## [BRIEF]
Please filter the entries for the word "then" and copy every line that has it.

## [SOURCE MATERIAL]
☆ ☆ ☆ ☆

//! Task generator: turns a [`RootScan`] into ordered deployment commands.
//!
//! Root-level actions come first, then one block per package. Inside a
//! package two workers run on scoped threads, one for single-file actions and
//! one for multi-file actions, pushing into a bounded queue sized to the
//! exact number of commands they produce. Once both have been joined the
//! queue is drained and merged: single-file commands first, then multi-file
//! commands, each in listing order.

use std::path::{Component, Path};
use std::sync::mpsc::{self, Receiver, SyncSender};
use std::thread;

use tracing::debug;

use crate::error::{Result, ScanError};
use crate::tree::{MultiFileAction, Package, RootScan, SingleFileAction};

pub const DEFAULT_TOOL: &str = "nuv wsk";
pub const DEFAULT_PACK_TOOL: &str = "nuv pack";

#[derive(Debug, Clone, Copy, PartialEq, Eq)]
enum Origin {
    SingleFile,
    MultiFile,
}

type Queued = (Origin, Result<String>);

/// Renders deployment commands from a scanned tree.
#[derive(Debug, Clone)]
pub struct TaskGenerator {
    tool: String,
    pack_tool: String,
}

impl Default for TaskGenerator {
    fn default() -> Self {
        Self::new(DEFAULT_TOOL, DEFAULT_PACK_TOOL)
    }
}

impl TaskGenerator {
    /// `tool` prefixes action/package commands, `pack_tool` prefixes zip packaging.
    pub fn new(tool: impl Into<String>, pack_tool: impl Into<String>) -> Self {
        Self {
            tool: tool.into(),
            pack_tool: pack_tool.into(),
        }
    }

    pub fn generate(&self, root: &RootScan) -> Result<Vec<String>> {
        let mut tasks = Vec::with_capacity(root.actions.len());

        for action in &root.actions {
            tasks.push(self.single_file_command("", action)?);
        }

        for package in &root.packages {
            tasks.push(self.package_update(&package.name));
            tasks.extend(self.package_tasks(package)?);
        }

        Ok(tasks)
    }

    /// Commands for one package's actions, without the registration command.
    pub fn package_tasks(&self, package: &Package) -> Result<Vec<String>> {
        let (tx, rx) = mpsc::sync_channel::<Queued>(package.expected_task_count());

        thread::scope(|scope| {
            let single_tx = tx.clone();
            let single =
                scope.spawn(move || self.single_file_worker(package, single_tx));
            let multi_tx = tx;
            let multi = scope.spawn(move || self.multi_file_worker(package, multi_tx));

            let single_ok = single.join().is_ok();
            let multi_ok = multi.join().is_ok();
            if single_ok && multi_ok {
                Ok(())
            } else {
                Err(ScanError::WorkerPanicked {
                    package: package.name.clone(),
                })
            }
        })?;

        let tasks = merge(rx)?;
        debug!(package = %package.name, tasks = tasks.len(), "Generated package tasks");
        Ok(tasks)
    }

    fn single_file_worker(&self, package: &Package, tx: SyncSender<Queued>) {
        let prefix = format!("{}/", package.name);
        for action in &package.single_file_actions {
            let command = self.single_file_command(&prefix, action);
            let failed = command.is_err();
            if tx.send((Origin::SingleFile, command)).is_err() || failed {
                return;
            }
        }
    }

    fn multi_file_worker(&self, package: &Package, tx: SyncSender<Queued>) {
        let prefix = format!("{}/", package.name);
        for action in &package.multi_file_actions {
            let (commands, failed) = match self.multi_file_commands(&prefix, action) {
                Ok([pack, update]) => (vec![Ok(pack), Ok(update)], false),
                Err(err) => (vec![Err(err)], true),
            };
            for command in commands {
                if tx.send((Origin::MultiFile, command)).is_err() {
                    return;
                }
            }
            if failed {
                return;
            }
        }
    }

    fn single_file_command(&self, prefix: &str, action: &SingleFileAction) -> Result<String> {
        let path = slash_path(&action.path)?;
        Ok(self.action_update(prefix, &action.name, &path, action.runtime.kind()))
    }

    fn multi_file_commands(&self, prefix: &str, action: &MultiFileAction) -> Result<[String; 2]> {
        let path = slash_path(&action.path)?;
        let zip = format!("{}/{}.zip", path, action.name);
        let pack = format!("{} -r {} {}/*", self.pack_tool, zip, path);
        let update = self.action_update(prefix, &action.name, &zip, action.runtime.kind());
        Ok([pack, update])
    }

    fn action_update(&self, prefix: &str, name: &str, path: &str, kind: &str) -> String {
        format!(
            "{} action update {}{} {} --kind {}:default",
            self.tool, prefix, name, path, kind
        )
    }

    fn package_update(&self, name: &str) -> String {
        format!("{} package update {}", self.tool, name)
    }
}

/// Drain a closed queue. Single-file results precede multi-file results; the
/// first error in that order wins.
fn merge(rx: Receiver<Queued>) -> Result<Vec<String>> {
    let mut single = Vec::new();
    let mut multi = Vec::new();
    for (origin, item) in rx {
        match origin {
            Origin::SingleFile => single.push(item),
            Origin::MultiFile => multi.push(item),
        }
    }
    single.into_iter().chain(multi).collect()
}

/// Render a path with `/` separators, as the task runner expects.
fn slash_path(path: &Path) -> Result<String> {
    let mut parts = Vec::new();
    if path.has_root() {
        parts.push("");
    }
    for component in path.components() {
        if matches!(component, Component::RootDir | Component::Prefix(_)) {
            continue;
        }
        let part = component
            .as_os_str()
            .to_str()
            .ok_or_else(|| ScanError::InvalidPath {
                path: path.to_path_buf(),
            })?;
        parts.push(part);
    }
    Ok(parts.join("/"))
}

☆ ☆ ☆ ☆

## [SOLUTION TO THE EXERCISE]
//! Root-level actions come first, then one block per package. Inside a
//! queue is drained and merged: single-file commands first, then multi-file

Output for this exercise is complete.